With SecureLogin, a user normally runs an application and SecureLogin seamlessly retrieves the user's application credentials. The credentials are authenticated in the background and the user is not prompted to enter a password. SecureLogin can also be configured to prompt the user (or a supervisor) for stronger authentication to all or specific applications. SecureLogin can be configured to request application re-authentication using SecureLogin's application definition AAVerify command.

The AAVerify command can enforce stronger application-based re-authentication such as biometrics, tokens, or smart cards when the native application cannot enforce strong verification. AAVerify works by requesting the preconfigured strong re-authentication method before SecureLogin will retrieve and enter the username and password for the application.

You can configure which applications require AAVerify (re-authentication) and which do not. The application itself is not changed and no additional modules are required on the application servers.

NOTE:SecureLogin 6.0 and above require SecureLogin Advanced Authentication 1.93.5 and above to utilize AAVerify.

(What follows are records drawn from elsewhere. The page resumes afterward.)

//! Diff engine for configuration trees.
//!
//! Compares two trees at the flattened-path level: both trees are reduced to
//! dotted-path → value maps and every path in the union is classified as
//! added, removed, or modified. Paths present with equal values in both
//! trees are omitted.
//!
//! [`calculate_diff`] is a pure, total function — it never fails for any two
//! valid trees, and diffing a tree against itself always yields an empty
//! diff.

use std::collections::BTreeMap;

use colored::Colorize;
use serde::{Deserialize, Serialize};
use serde_json::Value;

use crate::tree::{scalar_to_string, ConfigNode};

/// The result of comparing two configuration trees.
///
/// Two diffs are equal iff all three maps are equal.
#[derive(Debug, Clone, Default, PartialEq, Serialize, Deserialize)]
pub struct ConfigDiff {
    /// Paths absent in the old tree, present in the new one.
    pub added: BTreeMap<String, Value>,
    /// Paths present in the old tree, absent in the new one.
    pub removed: BTreeMap<String, Value>,
    /// Paths present in both with unequal values: path → (old, new).
    pub modified: BTreeMap<String, (Value, Value)>,
}

impl ConfigDiff {
    /// Returns true if nothing changed.
    pub fn is_empty(&self) -> bool {
        self.added.is_empty() && self.removed.is_empty() && self.modified.is_empty()
    }

    /// Total number of changed paths.
    pub fn change_count(&self) -> usize {
        self.added.len() + self.removed.len() + self.modified.len()
    }

    /// Renders the diff as colored `+`/`-`/`~` lines for terminal output.
    pub fn render(&self) -> String {
        let mut lines = Vec::new();
        for (path, value) in &self.removed {
            lines.push(
                format!("- {} = {}", path, scalar_to_string(value))
                    .red()
                    .to_string(),
            );
        }
        for (path, value) in &self.added {
            lines.push(
                format!("+ {} = {}", path, scalar_to_string(value))
                    .green()
                    .to_string(),
            );
        }
        for (path, (old, new)) in &self.modified {
            lines.push(
                format!(
                    "~ {} = {} -> {}",
                    path,
                    scalar_to_string(old),
                    scalar_to_string(new)
                )
                .yellow()
                .to_string(),
            );
        }
        lines.join("\n")
    }
}

impl std::fmt::Display for ConfigDiff {
    fn fmt(&self, f: &mut std::fmt::Formatter<'_>) -> std::fmt::Result {
        if self.is_empty() {
            return write!(f, "ConfigDiff(empty)");
        }
        let mut parts = Vec::new();
        if !self.added.is_empty() {
            parts.push(format!("Added: {} items", self.added.len()));
        }
        if !self.removed.is_empty() {
            parts.push(format!("Removed: {} items", self.removed.len()));
        }
        if !self.modified.is_empty() {
            parts.push(format!("Modified: {} items", self.modified.len()));
        }
        write!(f, "ConfigDiff({})", parts.join(", "))
    }
}

/// Compares two configuration trees at the flattened-path level.
pub fn calculate_diff(old: &ConfigNode, new: &ConfigNode) -> ConfigDiff {
    let old_flat = old.flatten();
    let new_flat = new.flatten();

    let mut diff = ConfigDiff::default();

    let all_paths = old_flat.keys().chain(new_flat.keys());
    for path in all_paths {
        if diff.added.contains_key(path)
            || diff.removed.contains_key(path)
            || diff.modified.contains_key(path)
        {
            continue;
        }
        match (old_flat.get(path), new_flat.get(path)) {
            (None, Some(new_value)) => {
                diff.added.insert(path.clone(), new_value.clone());
            }
            (Some(old_value), None) => {
                diff.removed.insert(path.clone(), old_value.clone());
            }
            (Some(old_value), Some(new_value)) if old_value != new_value => {
                diff.modified
                    .insert(path.clone(), (old_value.clone(), new_value.clone()));
            }
            _ => {}
        }
    }

    diff
}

8.4.1 Re-authenticating Individual Applications

SecureLogin 6.0 and later now allow you to set the re-authentication method for user's individual applications by using SecureLogin's Administrative Management utility Application > Settings. Individual applications can be re-authenticated against an advanced authenticating device, where SecureLogin is used in conjunction with SecureLogin Advanced Authentication or NMAS without running a dedicated application definition.

8.4.2 Scripting for One-Time Passwords

The SecureLogin application definition GenerateOTP command is enhanced to incorporate the one-time password soft token generation functionality that is embedded in ActivClient smart cards.

This one-time password functionality can only be used with ActivClient and smart cards that have been set up using a card management system to include a one-time password applet on the smart card.

Synchronous Mode

Synchronous authentication or time-plus-event authentication replaces static alphanumeric passwords with a pseudo-random code that is dynamically generated at configured time intervals, generally about 60 seconds. The code is based on a shared encryption key and the current time.In Synchronous mode, the GenerateOTP command requires the administrator to pass a mode variable to the command.

Asynchronous mode

Asynchronous authentication or challenge and response authorization replaces static alphanumeric passwords with a pseudo-random code that is dynamically generated based on a shared encryption key, the current time, and a challenge/response combination. In asynchronous mode the challenge is passed to the GenerateOTP command as an argument.